Funny thing about Rummy...he did get the casualty thing right... Unfortunately, the cost in human life is, as you say, horrific.
I was thinking about the shootings in Killeen -- if they had not happened, then there would likely have been no bill passed in the Texas Congress in 1993 allowing for concealed weapon carry permits. That bill passed, Gov. Ann Richards vetoed it, and the legislature overrode her veto. In 1994, she lost in her bid for re-election to a know-nothing with more money than God whose campaign strategist used that veto as a wedge issue to bring the gun-loving faithful to the polls. While the election wasn't especially close, that single issue may well have provided the margin Bush won by (53.5% to 46%). He might have won anyway -- it was 1994 after all, but...

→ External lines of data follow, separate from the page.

/// string(valueToConvert) — scalars render to their literal text; arrays
/// and objects serialize to canonical JSON
pub fn string(_context: &dyn TemplateContext, args: Vec<Value>) -> EvalResult<Value> {
    check_exact("string", &args, 1)?;
    if let Some(s) = args[0].try_scalar_string() {
        return Ok(Value::String(s));
    }
    Ok(Value::String(args[0].to_serde_json().to_string()))
}

/// substring(stringToParse, startIndex, [length]) — character based
pub fn substring(_context: &dyn TemplateContext, args: Vec<Value>) -> EvalResult<Value> {
    check_range("substring", &args, 2, 3)?;
    let input = expect_string("substring", &args, 0)?;
    let start = args[1]
        .try_int()
        .ok_or_else(|| ExpressionError::argument_invalid_integer("substring", "startIndex"))?;
    if start < 0 {
        return Err(ExpressionError::argument_format("substring"));
    }
    let total = input.chars().count() as i64;
    match args.get(2) {
        None => {
            if start > total {
                return Err(ExpressionError::argument_format("substring"));
            }
            Ok(Value::String(input.chars().skip(start as usize).collect()))
        }
        Some(v) => {
            let length = v
                .try_int()
                .ok_or_else(|| ExpressionError::argument_invalid_integer("substring", "length"))?;
            if length < 0 || start + length > total {
                return Err(ExpressionError::argument_format("substring"));
            }
            Ok(Value::String(
                input
                    .chars()
                    .skip(start as usize)
                    .take(length as usize)
                    .collect(),
            ))
        }
    }
}

/// toLower(stringToChange)
pub fn to_lower(_context: &dyn TemplateContext, args: Vec<Value>) -> EvalResult<Value> {
    check_exact("toLower", &args, 1)?;
    let input = expect_string("toLower", &args, 0)?;
    Ok(Value::String(input.to_lowercase()))
}

/// toUpper(stringToChange)
pub fn to_upper(_context: &dyn TemplateContext, args: Vec<Value>) -> EvalResult<Value> {
    check_exact("toUpper", &args, 1)?;
    let input = expect_string("toUpper", &args, 0)?;
    Ok(Value::String(input.to_uppercase()))
}

/// trim(stringToTrim)
pub fn trim(_context: &dyn TemplateContext, args: Vec<Value>) -> EvalResult<Value> {
    check_exact("trim", &args, 1)?;
    let input = expect_string("trim", &args, 0)?;
    Ok(Value::String(input.trim().to_string()))
}

/// uri(baseUri, relativeUri)
pub fn uri(_context: &dyn TemplateContext, args: Vec<Value>) -> EvalResult<Value> {
    check_exact("uri", &args, 2)?;
    let base = args[0]
        .try_string()
        .ok_or_else(|| ExpressionError::argument_invalid_string("uri", "baseUri"))?;
    let relative = args[1]
        .try_string()
        .ok_or_else(|| ExpressionError::argument_invalid_string("uri", "relativeUri"))?;
    Ok(Value::String(resolve_uri(base, relative)))
}

/// RFC 3986 style reference resolution, covering the absolute, authority,
/// absolute-path and relative-path forms.
fn resolve_uri(base: &str, relative: &str) -> String {
    if has_scheme(relative) {
        return relative.to_string();
    }
    let scheme_end = base.find("://").map(|i| i + 3);
    if let Some(rest) = relative.strip_prefix("//") {
        let scheme = base.split("://").next().unwrap_or("https");
        return format!("{}://{}", scheme, rest);
    }
    if relative.starts_with('/') {
        if let Some(scheme_end) = scheme_end {
            let authority_end = base[scheme_end..]
                .find('/')
                .map(|i| scheme_end + i)
                .unwrap_or(base.len());
            return format!("{}{}", &base[..authority_end], relative);
        }
        return relative.to_string();
    }
    // Relative path: replace everything after the last path separator.
    let path_start = scheme_end.unwrap_or(0);
    match base[path_start..].rfind('/') {
        Some(i) => format!("{}{}", &base[..path_start + i + 1], relative),
        None => format!("{}/{}", base, relative),
    }
}

fn has_scheme(uri: &str) -> bool {
    match uri.find(':') {
        Some(i) if i > 0 => uri[..i]
            .chars()
            .all(|c| c.is_ascii_alphanumeric() || c == '+' || c == '-' || c == '.'),
        _ => false,
    }
}

/// uriComponent(stringToEncode)
pub fn uri_component(_context: &dyn TemplateContext, args: Vec<Value>) -> EvalResult<Value> {
    check_exact("uriComponent", &args, 1)?;
    let input = args[0]
        .try_string()
        .ok_or_else(|| ExpressionError::argument_invalid_string("uriComponent", "stringToEncode"))?;
    Ok(Value::String(urlencoding::encode(input).into_owned()))
}

/// uriComponentToString(uriEncodedString)
pub fn uri_component_to_string(
    _context: &dyn TemplateContext,
    args: Vec<Value>,
) -> EvalResult<Value> {
    check_exact("uriComponentToString", &args, 1)?;
    let input = args[0].try_string().ok_or_else(|| {
        ExpressionError::argument_invalid_string("uriComponentToString", "uriEncodedString")
    })?;
    urlencoding::decode(input)
        .map(|s| Value::String(s.into_owned()))
        .map_err(|_| ExpressionError::argument_format("uriComponentToString"))
}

Had Bush not been elected Governor in '94, he couldn't have been considered a serious national candidate in 2000. Beyond that, the crystal ball is cloudy -- with Karl Rove out of the picture, Gore might well have defeated McCain, and all bets are off from that point, except for the fact that we wouldn't be in Iraq.

All because of some madman with a Glock...
It's interesting you bring that up about Bushie getting help in '94 by using a gun law against his opponent, kicksiron, because many people in the Gore campaign think Bush/Cheney '00 used the exact same wedge issue on Gore very effectively and possibly cost Gore Tennessee, West Virginia and Arkansas...all states Clinton won.

Had Gore won just one of those states instead of Bush...

Boy, the "what if's" make me feel a little wistful.
In retrospect, that veto wasn't Ann's shining hour -- it wasn't a bad bill, as bills passed by the Texas Lege go, and it hasn't had any noticeable effect since, good or bad. Ironically, another issue that the Bush campaign used to hammer her was the fact that Ann was a recovering/recovered alcoholic. Considering the clarity of her mind, proven ability as a leader and considerable wit, most of us looked at her drinking like Lincoln saw Grant's, but there are a lot of teatotalers in the state. The fact that Bush himself had spent 20 years sloshed to the gills just didn't surface, although he did have to dodge the question of whether he had used cocaine like a Manolete.

Well, all we can ever do is move forward...
And just to bring it full circle, kicksiron, who helped keep the DWI arrests from seeing the light of day?

Alberto Gonzales.

I didn't know that they used Richards' recovery program against her though. Do you have any links to any articles from that time period about that? I would be interested to see how the dry drunk Bush got away with criticizing the woman who attended AA meetings in order to help her recover from alcoholism.

Geez, what scum they are.
rbe, I was just talking to my GF, and she pointed out that Ann's AA program had first been used against her in the '90 election, when her opponent was buffoon Clayton Williams. In '94 as I remember, there wasn't much overt (that's not Karl's style), but there were plenty of whispers directed to bluenose ears. I have nothing but my memory on that one.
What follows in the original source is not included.